HIGH COURT OF AUSTRALIA

The Melbourne Trust Limited Appellant; and The Federal Commissioner of Taxation Respondent.

H C of A

28 October 1929

Knox C.J. Isaacs, Gavan Duffy, Rich and Starke JJ.

Ham K.C. and Martin, for the appellant.

Cohen K.C. and Tait, for the respondent.

Ham K.C.

Knox C.J.

The answers to those questions depend on inferences to be drawn from facts and do not involve questions of law. In these circumstances we think that we ought not to answer the questions asked, but we think that the case should be sent back to the trial Judge for the purpose of having those facts decided.
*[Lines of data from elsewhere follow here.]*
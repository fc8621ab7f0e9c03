//! Marioplay Game Logic
//!
//! Platform-agnostic core for judging whether generated Super Mario Bros.
//! levels can be completed. The physics engine and the search agent live
//! outside this crate and are reached through [`SimulationEngine`]; what lives
//! here is the VGLC tile translation, the bounded trial loop and the level
//! writer.

pub mod engine;
pub mod level;
pub mod prober;
pub mod sampler;
pub mod save_level;
pub mod scripted;
pub mod tiles;
pub mod translate;

// Re-export commonly used types
pub use engine::{
    AgentId, EngineError, OutcomeStats, SimulationEngine, SimulationOutcome, SimulationRequest,
};
pub use level::Level;
pub use prober::{LevelResult, ProbeConfig, probe_playability};
pub use sampler::{JavaRandom, RandSampler, UnitSampler};
pub use save_level::{save_level, save_level_to};
pub use scripted::ScriptedEngine;
pub use tiles::{EngineTile, QuestionReward, VglcTile};
pub use translate::{question_block_for, translate_symbol, translate_vglc};
//! Uniform random sources for the `?` block substitution.
//!
//! Reference playability CSVs were produced with a 48-bit linear congruential
//! generator; [`JavaRandom`] reproduces its stream bit for bit so a seed maps
//! to the same block contents here. Any `rand` generator can be used instead
//! through [`RandSampler`].

use rand::{Rng, RngCore};

/// Source of uniform draws in `[0, 1)`.
pub trait UnitSampler {
    fn next_unit(&mut self) -> f64;
}

impl<S: UnitSampler + ?Sized> UnitSampler for &mut S {
    fn next_unit(&mut self) -> f64 {
        (**self).next_unit()
    }
}

impl<S: UnitSampler + ?Sized> UnitSampler for Box<S> {
    fn next_unit(&mut self) -> f64 {
        (**self).next_unit()
    }
}

const MULTIPLIER: u64 = 0x5_DEEC_E66D;
const ADDEND: u64 = 0xB;
const MASK: u64 = (1 << 48) - 1;
const DOUBLE_UNIT: f64 = 1.0 / (1_u64 << 53) as f64;

/// 48-bit LCG compatible with `java.util.Random`.
#[derive(Debug, Clone, PartialEq, Eq)]
pub struct JavaRandom {
    state: u64,
}

impl JavaRandom {
    /// Seed the generator the way the reference tool seeds from its `int` argument.
    #[must_use]
    pub fn new(seed: i64) -> Self {
        #[allow(clippy::cast_sign_loss)]
        let raw = seed as u64;
        Self {
            state: (raw ^ MULTIPLIER) & MASK,
        }
    }

    fn next_bits(&mut self, bits: u32) -> u32 {
        self.state = self.state.wrapping_mul(MULTIPLIER).wrapping_add(ADDEND) & MASK;
        #[allow(clippy::cast_possible_truncation)]
        let value = (self.state >> (48 - bits)) as u32;
        value
    }

    #[allow(clippy::cast_precision_loss)]
    pub fn next_double(&mut self) -> f64 {
        let high = u64::from(self.next_bits(26)) << 27;
        let low = u64::from(self.next_bits(27));
        (high + low) as f64 * DOUBLE_UNIT
    }
}

impl UnitSampler for JavaRandom {
    fn next_unit(&mut self) -> f64 {
        self.next_double()
    }
}

/// Adapter feeding draws from any `rand` generator.
#[derive(Debug, Clone)]
pub struct RandSampler<R>(pub R);

impl<R: RngCore> UnitSampler for RandSampler<R> {
    fn next_unit(&mut self) -> f64 {
        self.0.r#gen::<f64>()
    }
}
Isaacs, Gavan Duffy and Starke JJ.

concurred.

Rich J.

I dissent. Questions 1 and 2 are obviously questions of law. Question 3 amounts to this: Whether, within the meaning of the Act, the business of the Company in all its branches is one. The ultimate facts having been agreed upon, that, in my opinion, is a question of law.

In Hoddinott v. Newton, Chambers & Co.[1] Lord Macnaghten considered that the question whether a temporary staging is a scaffolding within the meaning of the Workmen's Compensation Act 1897 is not a mere question of fact:—"It is a mixed question of fact and law. When the facts are ascertained it is a question of law on which the Court of Appeal is entitled, and I think bound, to express an opinion." And this Court entertained a somewhat similar question under the War-time Profits Tax Assessment Act 1917-1918 in Hickman v. Federal Commissioner of Taxation[2].

Case remitted.

Solicitors for the appellant, Blake & Riggall.

Solicitor for the respondent, W. H. Sharwood, Commonwealth Crown Solicitor.

[1] (1901) A.C. 49, at p. 56.

[2] [1922] HCA 58; (1922) 31 C.L.R. 232.